Collection entries
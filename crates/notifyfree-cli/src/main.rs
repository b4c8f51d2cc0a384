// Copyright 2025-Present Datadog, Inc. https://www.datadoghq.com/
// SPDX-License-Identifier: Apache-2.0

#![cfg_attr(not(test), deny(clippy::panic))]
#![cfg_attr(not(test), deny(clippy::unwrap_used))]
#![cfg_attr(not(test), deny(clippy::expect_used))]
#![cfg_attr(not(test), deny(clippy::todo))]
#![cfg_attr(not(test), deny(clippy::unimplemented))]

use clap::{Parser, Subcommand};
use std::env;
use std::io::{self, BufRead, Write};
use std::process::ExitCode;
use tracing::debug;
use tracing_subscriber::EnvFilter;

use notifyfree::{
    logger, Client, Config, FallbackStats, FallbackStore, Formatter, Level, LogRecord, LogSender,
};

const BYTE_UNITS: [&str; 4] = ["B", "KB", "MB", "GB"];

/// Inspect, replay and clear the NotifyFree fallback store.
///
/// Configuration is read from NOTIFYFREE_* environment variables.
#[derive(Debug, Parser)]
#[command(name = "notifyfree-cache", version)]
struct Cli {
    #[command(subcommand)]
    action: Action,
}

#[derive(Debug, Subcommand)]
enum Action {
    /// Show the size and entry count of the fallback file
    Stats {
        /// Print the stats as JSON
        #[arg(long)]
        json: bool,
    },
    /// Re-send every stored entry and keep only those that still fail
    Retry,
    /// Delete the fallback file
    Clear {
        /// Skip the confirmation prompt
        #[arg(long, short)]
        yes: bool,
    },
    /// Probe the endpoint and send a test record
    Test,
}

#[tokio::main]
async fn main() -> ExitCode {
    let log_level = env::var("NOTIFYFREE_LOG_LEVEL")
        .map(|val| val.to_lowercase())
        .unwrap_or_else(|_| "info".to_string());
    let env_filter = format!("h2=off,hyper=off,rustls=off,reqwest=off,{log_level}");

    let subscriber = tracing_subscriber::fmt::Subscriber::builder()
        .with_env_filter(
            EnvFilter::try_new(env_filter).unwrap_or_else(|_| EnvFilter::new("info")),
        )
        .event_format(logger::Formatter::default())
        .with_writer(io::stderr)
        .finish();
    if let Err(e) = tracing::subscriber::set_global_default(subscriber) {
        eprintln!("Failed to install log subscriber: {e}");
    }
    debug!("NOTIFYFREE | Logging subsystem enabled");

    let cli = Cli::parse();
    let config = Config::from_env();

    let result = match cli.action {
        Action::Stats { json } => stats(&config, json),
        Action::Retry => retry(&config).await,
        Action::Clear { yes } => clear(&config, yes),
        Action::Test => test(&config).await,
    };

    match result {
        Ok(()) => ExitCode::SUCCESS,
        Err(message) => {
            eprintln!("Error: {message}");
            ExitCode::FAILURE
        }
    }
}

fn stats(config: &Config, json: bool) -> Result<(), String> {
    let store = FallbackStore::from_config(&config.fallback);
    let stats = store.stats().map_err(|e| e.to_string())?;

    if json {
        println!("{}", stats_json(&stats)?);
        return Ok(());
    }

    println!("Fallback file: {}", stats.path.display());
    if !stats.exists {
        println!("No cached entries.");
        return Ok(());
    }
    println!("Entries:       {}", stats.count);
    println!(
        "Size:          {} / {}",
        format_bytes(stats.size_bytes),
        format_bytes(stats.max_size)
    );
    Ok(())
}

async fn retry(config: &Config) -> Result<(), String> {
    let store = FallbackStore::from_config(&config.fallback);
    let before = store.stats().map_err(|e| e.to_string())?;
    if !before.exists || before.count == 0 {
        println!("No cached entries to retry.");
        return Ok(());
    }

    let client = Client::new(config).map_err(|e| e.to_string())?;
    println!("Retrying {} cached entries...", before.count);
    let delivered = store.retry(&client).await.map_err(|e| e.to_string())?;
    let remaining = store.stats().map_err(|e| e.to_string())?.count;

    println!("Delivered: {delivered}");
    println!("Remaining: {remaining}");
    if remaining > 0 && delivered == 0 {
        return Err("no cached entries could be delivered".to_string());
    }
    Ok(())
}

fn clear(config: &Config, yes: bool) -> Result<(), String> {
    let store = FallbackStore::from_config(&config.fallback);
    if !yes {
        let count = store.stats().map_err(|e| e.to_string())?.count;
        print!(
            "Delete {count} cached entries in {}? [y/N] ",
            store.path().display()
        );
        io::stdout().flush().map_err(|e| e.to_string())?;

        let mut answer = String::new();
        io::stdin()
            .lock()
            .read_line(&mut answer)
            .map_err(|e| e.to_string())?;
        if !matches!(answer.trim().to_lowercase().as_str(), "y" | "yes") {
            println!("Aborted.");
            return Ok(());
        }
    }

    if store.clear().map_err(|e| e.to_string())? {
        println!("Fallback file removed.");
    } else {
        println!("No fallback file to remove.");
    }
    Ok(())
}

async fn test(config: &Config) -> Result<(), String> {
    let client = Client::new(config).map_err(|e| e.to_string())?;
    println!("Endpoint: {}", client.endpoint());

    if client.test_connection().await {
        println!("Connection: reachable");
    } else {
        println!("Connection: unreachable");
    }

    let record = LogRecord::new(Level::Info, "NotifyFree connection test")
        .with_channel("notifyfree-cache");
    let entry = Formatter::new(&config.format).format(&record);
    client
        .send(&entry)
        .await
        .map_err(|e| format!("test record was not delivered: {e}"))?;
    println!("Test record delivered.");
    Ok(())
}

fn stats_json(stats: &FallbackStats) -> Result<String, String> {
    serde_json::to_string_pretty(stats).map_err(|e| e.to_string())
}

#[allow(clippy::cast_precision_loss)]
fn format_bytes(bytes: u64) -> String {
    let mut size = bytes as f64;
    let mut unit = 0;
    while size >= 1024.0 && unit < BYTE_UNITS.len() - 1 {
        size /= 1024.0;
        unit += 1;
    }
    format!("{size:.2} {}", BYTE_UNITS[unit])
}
---
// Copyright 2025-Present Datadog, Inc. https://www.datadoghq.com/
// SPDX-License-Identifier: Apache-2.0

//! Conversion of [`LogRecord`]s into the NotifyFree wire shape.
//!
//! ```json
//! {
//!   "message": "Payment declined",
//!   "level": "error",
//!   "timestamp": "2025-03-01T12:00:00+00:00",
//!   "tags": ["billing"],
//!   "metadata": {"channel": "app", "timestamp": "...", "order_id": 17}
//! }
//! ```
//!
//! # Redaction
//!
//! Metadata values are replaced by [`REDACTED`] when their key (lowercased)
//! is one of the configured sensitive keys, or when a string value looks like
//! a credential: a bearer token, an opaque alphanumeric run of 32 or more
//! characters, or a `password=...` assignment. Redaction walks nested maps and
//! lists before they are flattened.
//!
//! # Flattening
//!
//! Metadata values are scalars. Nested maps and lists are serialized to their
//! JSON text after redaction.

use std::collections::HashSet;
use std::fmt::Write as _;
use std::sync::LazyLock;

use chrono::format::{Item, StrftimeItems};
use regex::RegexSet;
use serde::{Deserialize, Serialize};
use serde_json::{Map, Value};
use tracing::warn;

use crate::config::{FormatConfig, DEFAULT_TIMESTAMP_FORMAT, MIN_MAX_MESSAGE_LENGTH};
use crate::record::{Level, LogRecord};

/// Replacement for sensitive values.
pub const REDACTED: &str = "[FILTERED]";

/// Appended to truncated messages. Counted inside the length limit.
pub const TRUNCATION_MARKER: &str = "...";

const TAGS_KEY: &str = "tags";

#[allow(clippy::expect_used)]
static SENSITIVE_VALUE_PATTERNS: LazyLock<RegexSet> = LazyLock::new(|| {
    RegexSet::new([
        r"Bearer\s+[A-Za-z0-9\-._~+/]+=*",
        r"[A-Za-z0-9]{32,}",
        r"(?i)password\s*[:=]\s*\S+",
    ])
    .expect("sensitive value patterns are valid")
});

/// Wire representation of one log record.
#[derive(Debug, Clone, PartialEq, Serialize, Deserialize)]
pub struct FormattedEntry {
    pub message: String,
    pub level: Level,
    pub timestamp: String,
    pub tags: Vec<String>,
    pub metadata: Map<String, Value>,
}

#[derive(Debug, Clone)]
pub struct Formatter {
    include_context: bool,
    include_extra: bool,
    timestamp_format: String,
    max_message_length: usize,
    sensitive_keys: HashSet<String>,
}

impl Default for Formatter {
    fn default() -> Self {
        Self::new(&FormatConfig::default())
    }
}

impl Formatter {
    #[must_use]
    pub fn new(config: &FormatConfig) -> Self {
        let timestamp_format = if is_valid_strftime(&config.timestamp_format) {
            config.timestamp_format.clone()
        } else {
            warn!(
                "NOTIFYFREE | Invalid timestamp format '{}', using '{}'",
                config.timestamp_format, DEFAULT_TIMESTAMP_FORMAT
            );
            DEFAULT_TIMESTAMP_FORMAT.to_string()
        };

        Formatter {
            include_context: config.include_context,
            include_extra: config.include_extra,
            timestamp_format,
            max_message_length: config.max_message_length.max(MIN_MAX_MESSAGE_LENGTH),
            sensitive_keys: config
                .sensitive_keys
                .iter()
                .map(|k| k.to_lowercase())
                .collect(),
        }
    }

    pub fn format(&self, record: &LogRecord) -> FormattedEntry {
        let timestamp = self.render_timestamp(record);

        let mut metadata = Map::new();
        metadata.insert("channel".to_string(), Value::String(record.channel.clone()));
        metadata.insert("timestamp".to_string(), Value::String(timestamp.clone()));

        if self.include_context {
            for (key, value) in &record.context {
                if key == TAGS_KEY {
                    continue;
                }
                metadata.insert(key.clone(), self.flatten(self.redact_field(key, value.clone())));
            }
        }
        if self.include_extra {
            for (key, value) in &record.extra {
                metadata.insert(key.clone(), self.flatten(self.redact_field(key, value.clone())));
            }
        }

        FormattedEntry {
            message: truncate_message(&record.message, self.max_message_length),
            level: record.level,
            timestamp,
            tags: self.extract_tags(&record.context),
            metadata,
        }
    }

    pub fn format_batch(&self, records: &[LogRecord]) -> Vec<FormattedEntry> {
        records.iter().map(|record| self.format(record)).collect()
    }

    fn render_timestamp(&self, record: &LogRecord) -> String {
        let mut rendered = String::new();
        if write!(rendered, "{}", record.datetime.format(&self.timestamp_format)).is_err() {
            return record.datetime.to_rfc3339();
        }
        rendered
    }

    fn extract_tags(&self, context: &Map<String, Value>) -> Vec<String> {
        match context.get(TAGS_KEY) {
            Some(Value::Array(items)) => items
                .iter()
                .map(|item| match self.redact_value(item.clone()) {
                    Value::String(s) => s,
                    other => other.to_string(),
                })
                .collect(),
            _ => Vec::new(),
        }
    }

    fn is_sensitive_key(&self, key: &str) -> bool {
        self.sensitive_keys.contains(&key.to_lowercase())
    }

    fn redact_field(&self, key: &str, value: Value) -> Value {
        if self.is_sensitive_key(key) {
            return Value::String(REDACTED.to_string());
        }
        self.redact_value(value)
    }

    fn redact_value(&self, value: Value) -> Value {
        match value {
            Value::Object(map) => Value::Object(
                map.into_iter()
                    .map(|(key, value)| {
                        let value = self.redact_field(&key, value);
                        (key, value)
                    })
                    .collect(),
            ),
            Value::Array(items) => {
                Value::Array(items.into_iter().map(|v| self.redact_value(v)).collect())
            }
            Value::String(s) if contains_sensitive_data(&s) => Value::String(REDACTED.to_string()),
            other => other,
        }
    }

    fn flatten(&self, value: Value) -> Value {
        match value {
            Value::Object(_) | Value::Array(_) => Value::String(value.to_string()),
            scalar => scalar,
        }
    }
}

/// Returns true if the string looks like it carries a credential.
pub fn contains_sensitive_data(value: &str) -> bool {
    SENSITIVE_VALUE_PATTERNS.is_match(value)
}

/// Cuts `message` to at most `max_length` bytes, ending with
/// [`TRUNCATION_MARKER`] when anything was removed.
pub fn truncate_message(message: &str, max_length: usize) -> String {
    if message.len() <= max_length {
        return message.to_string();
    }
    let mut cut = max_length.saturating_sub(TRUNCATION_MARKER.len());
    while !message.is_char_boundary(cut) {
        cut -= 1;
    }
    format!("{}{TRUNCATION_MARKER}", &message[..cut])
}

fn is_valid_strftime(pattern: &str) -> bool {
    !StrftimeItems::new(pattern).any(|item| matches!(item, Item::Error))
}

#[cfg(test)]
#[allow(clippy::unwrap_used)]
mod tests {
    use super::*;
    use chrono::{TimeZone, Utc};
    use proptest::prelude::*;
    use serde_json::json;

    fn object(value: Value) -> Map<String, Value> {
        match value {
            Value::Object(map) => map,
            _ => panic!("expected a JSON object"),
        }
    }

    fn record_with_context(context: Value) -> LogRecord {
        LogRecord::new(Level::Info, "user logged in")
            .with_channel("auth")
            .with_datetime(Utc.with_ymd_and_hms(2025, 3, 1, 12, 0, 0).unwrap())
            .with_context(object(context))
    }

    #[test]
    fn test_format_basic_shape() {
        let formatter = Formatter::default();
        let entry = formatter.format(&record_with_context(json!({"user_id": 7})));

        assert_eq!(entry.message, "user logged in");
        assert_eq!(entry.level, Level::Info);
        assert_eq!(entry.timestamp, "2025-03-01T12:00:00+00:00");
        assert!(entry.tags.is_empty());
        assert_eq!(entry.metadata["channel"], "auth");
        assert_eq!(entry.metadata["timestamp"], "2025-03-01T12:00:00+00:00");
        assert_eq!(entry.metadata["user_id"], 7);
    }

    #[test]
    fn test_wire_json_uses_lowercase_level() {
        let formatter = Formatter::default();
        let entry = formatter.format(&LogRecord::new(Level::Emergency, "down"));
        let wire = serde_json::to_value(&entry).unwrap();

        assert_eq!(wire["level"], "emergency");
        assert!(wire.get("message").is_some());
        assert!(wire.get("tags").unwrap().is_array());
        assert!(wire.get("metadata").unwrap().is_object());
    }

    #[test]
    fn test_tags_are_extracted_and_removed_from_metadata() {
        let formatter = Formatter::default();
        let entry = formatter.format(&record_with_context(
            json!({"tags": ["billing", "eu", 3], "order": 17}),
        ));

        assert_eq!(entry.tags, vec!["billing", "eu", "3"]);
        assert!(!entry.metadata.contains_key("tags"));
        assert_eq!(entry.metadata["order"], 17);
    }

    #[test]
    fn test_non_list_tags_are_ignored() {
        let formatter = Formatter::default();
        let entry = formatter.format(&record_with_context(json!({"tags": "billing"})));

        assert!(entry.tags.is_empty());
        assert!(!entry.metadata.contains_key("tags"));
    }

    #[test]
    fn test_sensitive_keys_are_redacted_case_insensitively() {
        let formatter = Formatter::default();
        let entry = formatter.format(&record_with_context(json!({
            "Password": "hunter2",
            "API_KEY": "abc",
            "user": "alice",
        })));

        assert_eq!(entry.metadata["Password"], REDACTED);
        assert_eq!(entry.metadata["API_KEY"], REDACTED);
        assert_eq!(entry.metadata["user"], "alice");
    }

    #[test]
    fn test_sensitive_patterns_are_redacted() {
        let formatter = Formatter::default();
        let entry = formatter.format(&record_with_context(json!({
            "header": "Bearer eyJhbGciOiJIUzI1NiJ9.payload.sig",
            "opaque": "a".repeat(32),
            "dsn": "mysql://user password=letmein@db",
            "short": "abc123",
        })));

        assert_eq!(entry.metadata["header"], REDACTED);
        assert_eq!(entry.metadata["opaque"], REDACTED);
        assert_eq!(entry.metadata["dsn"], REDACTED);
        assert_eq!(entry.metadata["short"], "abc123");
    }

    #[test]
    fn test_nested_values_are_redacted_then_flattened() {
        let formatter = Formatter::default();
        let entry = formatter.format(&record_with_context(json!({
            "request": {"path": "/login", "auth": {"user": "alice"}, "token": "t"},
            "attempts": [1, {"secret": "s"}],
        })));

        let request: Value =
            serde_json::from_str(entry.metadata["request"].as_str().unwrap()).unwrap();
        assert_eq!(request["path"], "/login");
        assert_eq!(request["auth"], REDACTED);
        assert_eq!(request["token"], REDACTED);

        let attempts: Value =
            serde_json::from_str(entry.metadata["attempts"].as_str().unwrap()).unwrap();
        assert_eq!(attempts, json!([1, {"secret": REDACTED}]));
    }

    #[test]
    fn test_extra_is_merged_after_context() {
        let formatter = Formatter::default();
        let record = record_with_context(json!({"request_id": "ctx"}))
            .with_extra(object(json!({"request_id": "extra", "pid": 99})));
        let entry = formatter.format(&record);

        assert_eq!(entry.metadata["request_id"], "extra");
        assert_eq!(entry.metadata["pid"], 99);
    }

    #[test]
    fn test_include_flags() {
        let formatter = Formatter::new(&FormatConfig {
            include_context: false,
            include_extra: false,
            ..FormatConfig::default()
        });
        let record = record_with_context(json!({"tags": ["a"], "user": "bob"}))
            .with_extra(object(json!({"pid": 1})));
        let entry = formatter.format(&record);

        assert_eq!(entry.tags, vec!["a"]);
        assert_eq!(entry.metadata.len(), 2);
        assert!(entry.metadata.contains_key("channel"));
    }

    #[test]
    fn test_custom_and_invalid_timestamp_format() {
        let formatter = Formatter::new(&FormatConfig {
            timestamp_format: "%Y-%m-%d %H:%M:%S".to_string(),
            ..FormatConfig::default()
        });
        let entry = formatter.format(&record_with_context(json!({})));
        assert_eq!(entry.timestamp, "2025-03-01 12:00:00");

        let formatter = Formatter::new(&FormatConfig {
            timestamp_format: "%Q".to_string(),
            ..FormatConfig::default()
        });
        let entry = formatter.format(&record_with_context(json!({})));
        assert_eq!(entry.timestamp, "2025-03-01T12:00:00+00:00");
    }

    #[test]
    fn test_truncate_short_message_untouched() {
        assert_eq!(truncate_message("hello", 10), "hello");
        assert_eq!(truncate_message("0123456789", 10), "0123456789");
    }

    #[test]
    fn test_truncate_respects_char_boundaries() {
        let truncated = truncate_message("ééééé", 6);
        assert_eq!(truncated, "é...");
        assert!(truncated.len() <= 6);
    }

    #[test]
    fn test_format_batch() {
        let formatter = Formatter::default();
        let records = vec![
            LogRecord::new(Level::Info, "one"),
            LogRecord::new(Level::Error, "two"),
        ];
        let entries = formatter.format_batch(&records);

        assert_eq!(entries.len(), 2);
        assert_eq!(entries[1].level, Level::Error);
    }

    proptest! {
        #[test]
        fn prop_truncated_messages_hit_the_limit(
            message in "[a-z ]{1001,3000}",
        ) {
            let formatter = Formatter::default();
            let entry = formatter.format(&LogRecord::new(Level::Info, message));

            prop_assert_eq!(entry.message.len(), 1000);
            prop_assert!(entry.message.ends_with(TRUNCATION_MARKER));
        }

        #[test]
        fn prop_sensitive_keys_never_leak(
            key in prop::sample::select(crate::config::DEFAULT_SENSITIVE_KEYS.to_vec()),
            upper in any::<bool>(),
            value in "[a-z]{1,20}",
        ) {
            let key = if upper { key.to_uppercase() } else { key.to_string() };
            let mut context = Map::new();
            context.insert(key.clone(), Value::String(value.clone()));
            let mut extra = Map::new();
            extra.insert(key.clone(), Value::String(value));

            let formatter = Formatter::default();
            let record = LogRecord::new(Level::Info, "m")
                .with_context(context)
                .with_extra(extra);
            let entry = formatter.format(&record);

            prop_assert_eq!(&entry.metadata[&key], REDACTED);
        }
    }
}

EXERCISE GOAL
Using the data above, state the number of lines that contain the word "maps"; add nothing else.

REPLY TO THE TASK
2